[[ Input material, beginning ]]

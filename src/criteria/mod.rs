pub mod types;

pub use types::{ParamError, SearchQuery};

use crate::models::PropertyType;
use std::fmt;
use url::form_urlencoded;

/// Allowed search radii in miles, in slider order
pub const RADIUS_OPTIONS: [f64; 17] = [
    0.25, 0.5, 0.75, 1.0, 2.0, 3.0, 4.0, 5.0, 6.0, 7.0, 8.0, 9.0, 10.0, 20.0, 30.0, 40.0, 50.0,
];

/// Index of the 1 mile option
pub const DEFAULT_RADIUS_INDEX: usize = 3;

pub const RESULTS_PATH: &str = "/search-results";

/// Where the criteria selector sends the user on submit
#[derive(Debug, Clone, PartialEq, Eq)]
pub struct NavigationTarget {
    pub path: String,
    pub query: String,
}

impl fmt::Display for NavigationTarget {
    fn fmt(&self, f: &mut fmt::Formatter<'_>) -> fmt::Result {
        write!(f, "{}?{}", self.path, self.query)
    }
}

/// State behind the search sidebar: property type, location and radius
#[derive(Debug, Clone)]
pub struct CriteriaSelector {
    property_type: Option<PropertyType>,
    location: String,
    radius_index: usize,
}

impl Default for CriteriaSelector {
    fn default() -> Self {
        Self {
            property_type: None,
            location: String::new(),
            radius_index: DEFAULT_RADIUS_INDEX,
        }
    }
}

impl CriteriaSelector {
    pub fn new() -> Self {
        Self::default()
    }

    pub fn select_property_type(&mut self, property_type: PropertyType) {
        self.property_type = Some(property_type);
    }

    pub fn set_location(&mut self, location: impl Into<String>) {
        self.location = location.into();
    }

    /// Move the radius slider. Indices past the end stick to the last option.
    pub fn set_radius_index(&mut self, index: usize) {
        self.radius_index = index.min(RADIUS_OPTIONS.len() - 1);
    }

    pub fn property_type(&self) -> Option<PropertyType> {
        self.property_type
    }

    pub fn location(&self) -> &str {
        &self.location
    }

    pub fn radius_index(&self) -> usize {
        self.radius_index
    }

    pub fn radius(&self) -> f64 {
        RADIUS_OPTIONS[self.radius_index]
    }

    pub fn can_submit(&self) -> bool {
        self.property_type.is_some() && !self.location.trim().is_empty()
    }

    /// Label of the search button
    pub fn submit_label(&self) -> String {
        match self.property_type {
            Some(kind) => format!("Search {}", kind),
            None => "Search Properties".to_string(),
        }
    }

    /// Build the results-page target, or `None` while the criteria are incomplete
    pub fn submit(&self) -> Option<NavigationTarget> {
        if !self.can_submit() {
            return None;
        }
        let property_type = self.property_type?;

        let query = form_urlencoded::Serializer::new(String::new())
            .append_pair("propertyType", property_type.label())
            .append_pair("location", self.location.trim())
            .append_pair("radius", &self.radius().to_string())
            .finish();

        Some(NavigationTarget {
            path: RESULTS_PATH.to_string(),
            query,
        })
    }
}

#[cfg(test)]
mod tests {
    use super::*;

    fn selector(kind: Option<PropertyType>, location: &str, radius_index: usize) -> CriteriaSelector {
        let mut selector = CriteriaSelector::new();
        if let Some(kind) = kind {
            selector.select_property_type(kind);
        }
        selector.set_location(location);
        selector.set_radius_index(radius_index);
        selector
    }

    #[test]
    fn defaults_to_one_mile() {
        let selector = CriteriaSelector::new();
        assert_eq!(selector.radius_index(), 3);
        assert_eq!(selector.radius(), 1.0);
        assert_eq!(selector.submit_label(), "Search Properties");
    }

    #[test]
    fn submit_encodes_all_three_values() {
        let target = selector(Some(PropertyType::Retail), "10001", 3).submit().unwrap();
        assert_eq!(target.path, "/search-results");
        assert_eq!(target.to_string(), "/search-results?propertyType=Retail&location=10001&radius=1");
    }

    #[test]
    fn submit_round_trips_through_query_parsing() {
        for (index, radius) in RADIUS_OPTIONS.iter().enumerate() {
            for kind in PropertyType::ALL {
                let target = selector(Some(kind), " 12 Elm St & Co ", index).submit().unwrap();
                let query = SearchQuery::parse(&target.to_string());
                assert_eq!(query.property_type.as_deref(), Some(kind.label()));
                assert_eq!(query.location.as_deref(), Some("12 Elm St & Co"));
                assert_eq!(query.radius, Some(*radius));
            }
        }
    }

    #[test]
    fn submit_is_a_no_op_without_required_fields() {
        for index in 0..RADIUS_OPTIONS.len() {
            assert!(selector(None, "10001", index).submit().is_none());
            assert!(selector(Some(PropertyType::Land), "", index).submit().is_none());
            assert!(selector(Some(PropertyType::Land), "   \t", index).submit().is_none());
        }
    }

    #[test]
    fn radius_index_is_clamped_to_last_option() {
        let selector = selector(Some(PropertyType::Industrial), "Austin", 99);
        assert_eq!(selector.radius_index(), RADIUS_OPTIONS.len() - 1);
        assert_eq!(selector.radius(), 50.0);
    }

    #[test]
    fn fractional_radius_is_written_without_padding() {
        let target = selector(Some(PropertyType::MultiFamily), "Austin", 0).submit().unwrap();
        assert_eq!(target.query, "propertyType=Multi+Family&location=Austin&radius=0.25");
        assert_eq!(selector(Some(PropertyType::MultiFamily), "Austin", 0).submit_label(), "Search Multi Family");
    }
}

[[ Input material, end ]]

▸ To do
Would you print exactly, and only, the lines of the data above from the line with "selector.set_location(location);" through the line with "assert_eq!(selector.radius(), 1.0);", inclusive?

▸ Written response
        selector.set_location(location);
        selector.set_radius_index(radius_index);
        selector
    }

    #[test]
    fn defaults_to_one_mile() {
        let selector = CriteriaSelector::new();
        assert_eq!(selector.radius_index(), 3);
        assert_eq!(selector.radius(), 1.0);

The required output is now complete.